§ Exercise prompt: Entries follow. Set all of them down as they stand.

Dataset records:
===============
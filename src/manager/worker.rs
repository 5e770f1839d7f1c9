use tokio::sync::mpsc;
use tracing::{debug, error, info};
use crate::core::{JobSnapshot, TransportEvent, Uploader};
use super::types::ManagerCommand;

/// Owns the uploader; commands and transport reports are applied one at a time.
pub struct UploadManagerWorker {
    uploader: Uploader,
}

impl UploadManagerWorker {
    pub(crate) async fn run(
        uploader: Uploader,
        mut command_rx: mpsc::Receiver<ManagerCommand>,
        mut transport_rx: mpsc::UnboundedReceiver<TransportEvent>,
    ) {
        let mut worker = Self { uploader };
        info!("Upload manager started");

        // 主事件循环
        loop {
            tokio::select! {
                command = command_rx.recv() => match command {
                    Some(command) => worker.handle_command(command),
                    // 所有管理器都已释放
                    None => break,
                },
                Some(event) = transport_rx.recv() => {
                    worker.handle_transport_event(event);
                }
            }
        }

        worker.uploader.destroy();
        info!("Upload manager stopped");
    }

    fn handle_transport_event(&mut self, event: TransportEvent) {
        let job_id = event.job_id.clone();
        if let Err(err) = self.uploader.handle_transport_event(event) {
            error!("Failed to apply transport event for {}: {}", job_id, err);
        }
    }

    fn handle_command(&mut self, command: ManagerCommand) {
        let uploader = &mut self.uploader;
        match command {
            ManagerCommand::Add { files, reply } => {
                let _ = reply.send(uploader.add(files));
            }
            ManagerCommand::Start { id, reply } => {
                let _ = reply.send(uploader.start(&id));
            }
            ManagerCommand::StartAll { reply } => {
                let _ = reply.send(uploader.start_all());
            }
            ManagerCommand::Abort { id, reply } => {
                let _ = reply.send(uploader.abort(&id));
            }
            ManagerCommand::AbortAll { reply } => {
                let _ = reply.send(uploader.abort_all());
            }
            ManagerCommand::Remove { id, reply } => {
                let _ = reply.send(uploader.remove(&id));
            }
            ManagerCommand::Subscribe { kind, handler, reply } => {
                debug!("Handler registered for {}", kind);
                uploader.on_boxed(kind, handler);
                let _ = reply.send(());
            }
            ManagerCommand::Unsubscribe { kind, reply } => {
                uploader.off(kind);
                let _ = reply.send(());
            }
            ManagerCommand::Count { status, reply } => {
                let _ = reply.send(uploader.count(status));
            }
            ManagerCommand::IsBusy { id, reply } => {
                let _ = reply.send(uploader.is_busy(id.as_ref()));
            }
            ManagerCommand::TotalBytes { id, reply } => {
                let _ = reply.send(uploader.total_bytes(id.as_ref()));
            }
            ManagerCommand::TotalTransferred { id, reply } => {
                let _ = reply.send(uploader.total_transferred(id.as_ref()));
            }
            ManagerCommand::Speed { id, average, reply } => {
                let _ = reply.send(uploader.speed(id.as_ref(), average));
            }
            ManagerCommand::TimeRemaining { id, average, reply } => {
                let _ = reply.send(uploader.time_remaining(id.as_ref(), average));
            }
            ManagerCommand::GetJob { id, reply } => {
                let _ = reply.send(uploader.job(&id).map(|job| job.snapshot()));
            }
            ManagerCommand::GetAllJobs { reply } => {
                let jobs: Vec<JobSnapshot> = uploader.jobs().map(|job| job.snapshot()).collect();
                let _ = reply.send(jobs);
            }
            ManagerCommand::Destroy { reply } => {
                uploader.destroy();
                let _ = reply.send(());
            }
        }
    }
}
===============
§ Answer section:
filename src/manager/worker.rs
repository 5e770f1839d7f1c9
use tokio::sync::mpsc;
use tracing::{debug, error, info};
use crate::core::{JobSnapshot, TransportEvent, Uploader};
use super::types::ManagerCommand;

/// Owns the uploader; commands and transport reports are applied one at a time.
pub struct UploadManagerWorker {
    uploader: Uploader,
}

impl UploadManagerWorker {
    pub(crate) async fn run(
        uploader: Uploader,
        mut command_rx: mpsc::Receiver<ManagerCommand>,
        mut transport_rx: mpsc::UnboundedReceiver<TransportEvent>,
    ) {
        let mut worker = Self { uploader };
        info!("Upload manager started");

        // 主事件循环
        loop {
            tokio::select! {
                command = command_rx.recv() => match command {
                    Some(command) => worker.handle_command(command),
                    // 所有管理器都已释放
                    None => break,
                },
                Some(event) = transport_rx.recv() => {
                    worker.handle_transport_event(event);
                }
            }
        }

        worker.uploader.destroy();
        info!("Upload manager stopped");
    }

    fn handle_transport_event(&mut self, event: TransportEvent) {
        let job_id = event.job_id.clone();
        if let Err(err) = self.uploader.handle_transport_event(event) {
            error!("Failed to apply transport event for {}: {}", job_id, err);
        }
    }

    fn handle_command(&mut self, command: ManagerCommand) {
        let uploader = &mut self.uploader;
        match command {
            ManagerCommand::Add { files, reply } => {
                let _ = reply.send(uploader.add(files));
            }
            ManagerCommand::Start { id, reply } => {
                let _ = reply.send(uploader.start(&id));
            }
            ManagerCommand::StartAll { reply } => {
                let _ = reply.send(uploader.start_all());
            }
            ManagerCommand::Abort { id, reply } => {
                let _ = reply.send(uploader.abort(&id));
            }
            ManagerCommand::AbortAll { reply } => {
                let _ = reply.send(uploader.abort_all());
            }
            ManagerCommand::Remove { id, reply } => {
                let _ = reply.send(uploader.remove(&id));
            }
            ManagerCommand::Subscribe { kind, handler, reply } => {
                debug!("Handler registered for {}", kind);
                uploader.on_boxed(kind, handler);
                let _ = reply.send(());
            }
            ManagerCommand::Unsubscribe { kind, reply } => {
                uploader.off(kind);
                let _ = reply.send(());
            }
            ManagerCommand::Count { status, reply } => {
                let _ = reply.send(uploader.count(status));
            }
            ManagerCommand::IsBusy { id, reply } => {
                let _ = reply.send(uploader.is_busy(id.as_ref()));
            }
            ManagerCommand::TotalBytes { id, reply } => {
                let _ = reply.send(uploader.total_bytes(id.as_ref()));
            }
            ManagerCommand::TotalTransferred { id, reply } => {
                let _ = reply.send(uploader.total_transferred(id.as_ref()));
            }
            ManagerCommand::Speed { id, average, reply } => {
                let _ = reply.send(uploader.speed(id.as_ref(), average));
            }
            ManagerCommand::TimeRemaining { id, average, reply } => {
                let _ = reply.send(uploader.time_remaining(id.as_ref(), average));
            }
            ManagerCommand::GetJob { id, reply } => {
                let _ = reply.send(uploader.job(&id).map(|job| job.snapshot()));
            }
            ManagerCommand::GetAllJobs { reply } => {
                let jobs: Vec<JobSnapshot> = uploader.jobs().map(|job| job.snapshot()).collect();
                let _ = reply.send(jobs);
            }
            ManagerCommand::Destroy { reply } => {
                uploader.destroy();
                let _ = reply.send(());
            }
        }
    }
}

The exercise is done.